Good point, Has anyone noticed that the once great NASA can no longer handle Hydrogen without singnificant leaks.
This from the government that thinks they can provide Hydrogen to millions of auto’s to save our planet from global warming.

jorgekafkazar
November 10, 2010 5:08 pm

Jeff L says: “Good thing these guys aren’t engineers – anything they built would probably blow up, fall down or both….”
And what did you think their objective was?

Bob M
November 10, 2010 5:14 pm

It’s a good thing that Carpenters don’t construct houses the same way Climate Scientists build models and assemble data sets. The first Woodpecker would decimate civilization.

November 10, 2010 5:18 pm

Graeme W
I think part of the problem is replicating what was done from the instructions.
My suggestion is this: if people want to analyze GHCN data and compare it to other sources they had better be able to produce the code they used to do it. Full stop.
Without the code we really cant tell what Ed did. So, in the same way i ask climate scientists for code we have to ask the people who check them for code.

latitude
November 10, 2010 5:44 pm

Anyone else get the impression that their egos advanced a lot
faster than their skills?

Graeme W
November 10, 2010 5:53 pm

Actually, Steven, I wasn’t even trying to replicate what Ed had done. I was simply doublechecking his figures that he said were the BOM figures. I quickly found out that they weren’t.
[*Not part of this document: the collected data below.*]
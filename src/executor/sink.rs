//! Log sinks
//!
//! A [`LogSink`] receives the build log: the configuration echo, every line
//! the launched toolchain prints, and the final exit code. It plays the part
//! of a CI server's console.

use parking_lot::Mutex;
use std::io::Write;

/// Destination for build log lines
pub trait LogSink: Send + Sync {
    /// Writes one line. The line carries no trailing newline.
    fn println(&self, line: &str);
}

/// Writes log lines to standard output
#[derive(Debug, Clone, Copy, Default)]
pub struct ConsoleSink;

impl LogSink for ConsoleSink {
    fn println(&self, line: &str) {
        println!("{line}");
    }
}

/// Collects log lines in memory
#[derive(Debug, Default)]
pub struct MemorySink {
    lines: Mutex<Vec<String>>,
}

impl MemorySink {
    /// Creates an empty sink
    #[must_use]
    pub fn new() -> Self {
        Self::default()
    }

    /// Returns a copy of every line written so far
    #[must_use]
    pub fn lines(&self) -> Vec<String> {
        self.lines.lock().clone()
    }

    /// Returns the collected lines joined with newlines
    #[must_use]
    pub fn transcript(&self) -> String {
        self.lines.lock().join("\n")
    }

    /// Returns true if any line equals `line`
    #[must_use]
    pub fn contains_line(&self, line: &str) -> bool {
        self.lines.lock().iter().any(|l| l == line)
    }
}

impl LogSink for MemorySink {
    fn println(&self, line: &str) {
        self.lines.lock().push(line.to_string());
    }
}

/// Writes log lines to any writer, e.g. a log file
#[derive(Debug)]
pub struct WriterSink<W: Write + Send> {
    writer: Mutex<W>,
}

impl<W: Write + Send> WriterSink<W> {
    /// Wraps a writer
    pub fn new(writer: W) -> Self {
        Self {
            writer: Mutex::new(writer),
        }
    }

    /// Returns the wrapped writer
    pub fn into_inner(self) -> W {
        self.writer.into_inner()
    }
}

impl<W: Write + Send> LogSink for WriterSink<W> {
    fn println(&self, line: &str) {
        let mut writer = self.writer.lock();
        if let Err(e) = writeln!(writer, "{line}").and_then(|()| writer.flush()) {
            tracing::warn!(error = %e, "Failed to write log line");
        }
    }
}

/// Sends every line to both sinks, first then second
impl<A: LogSink, B: LogSink> LogSink for (A, B) {
    fn println(&self, line: &str) {
        self.0.println(line);
        self.1.println(line);
    }
}
//! Field validation
//!
//! Runs when a step configuration is saved. Only the entry point is checked;
//! option strings are accepted as-is, including empty ones.

use super::errors::ValidationError;
use super::types::{BeamStep, Validate};
use std::fmt;

/// Outcome of checking a single form field
#[derive(Debug, Clone, PartialEq, Eq)]
pub enum FormValidation {
    /// Field is acceptable
    Ok,
    /// Field is rejected with a message for the user
    Error(String),
}

impl FormValidation {
    /// Returns true if the field passed
    #[must_use]
    pub fn is_ok(&self) -> bool {
        matches!(self, Self::Ok)
    }

    /// Message for a rejected field
    #[must_use]
    pub fn message(&self) -> Option<&str> {
        match self {
            Self::Ok => None,
            Self::Error(msg) => Some(msg),
        }
    }
}

impl fmt::Display for FormValidation {
    fn fmt(&self, f: &mut fmt::Formatter<'_>) -> fmt::Result {
        match self {
            Self::Ok => write!(f, "OK"),
            Self::Error(msg) => write!(f, "ERROR: {msg}"),
        }
    }
}

impl From<Result<(), ValidationError>> for FormValidation {
    fn from(result: Result<(), ValidationError>) -> Self {
        match result {
            Ok(()) => Self::Ok,
            Err(e) => Self::Error(e.to_string()),
        }
    }
}

/// Checks the "path to main class" field
#[must_use]
pub fn check_path_to_main_class(value: &str) -> FormValidation {
    validate_main_class(value).into()
}

fn validate_main_class(value: &str) -> Result<(), ValidationError> {
    if value.is_empty() {
        return Err(ValidationError::MissingMainClass);
    }
    Ok(())
}

impl Validate for BeamStep {
    type Error = ValidationError;

    fn validate(&self) -> Result<(), Self::Error> {
        validate_main_class(self.path_to_main_class())
    }
}

#[cfg(test)]
mod tests {
    use super::*;
    use crate::step::Toolchain;

    #[test]
    fn test_empty_main_class_is_rejected() {
        let result = check_path_to_main_class("");
        assert!(!result.is_ok());
        assert_eq!(result.message(), Some("Missing path to main class."));
    }

    #[test]
    fn test_non_empty_main_class_passes() {
        for value in ["com.acme.Main", "pkg.module", " ", "not a class!"] {
            assert_eq!(check_path_to_main_class(value), FormValidation::Ok);
        }
    }

    #[test]
    fn test_step_validate() {
        let step = BeamStep::new("", "--runner=Dataflow", "", Toolchain::MavenJava);
        assert_eq!(step.validate(), Err(ValidationError::MissingMainClass));

        let step = BeamStep::new("com.acme.Main", "", "", Toolchain::MavenJava);
        assert!(step.validate().is_ok());
    }

    #[test]
    fn test_form_validation_display() {
        assert_eq!(FormValidation::Ok.to_string(), "OK");
        assert_eq!(
            FormValidation::Error("bad".to_string()).to_string(),
            "ERROR: bad"
        );
    }
}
That Mar 2005 maximum temperature of 33.6 isn’t what’s listed on the BOM website, and I can’t see any way that it could be derived from the raw daily data for Mar 2005.
If he’s used the wrong data from BOM, then all the BOM to GHCN comparison’s he’s listed are meaningless.

thingadonta
November 10, 2010 5:58 pm

The data errors are worse than we thought, pity they cant be changed unless there is a royal inquiry as to why the previous royal inquiry didn’t actually examine the data.

Ray Boorman
November 10, 2010 5:59 pm

Binny, if you knew the climate in Port Hedland, you would realise that slashing is not required. The place is a desert for at least 10 months every year. Stinking hot, very dry.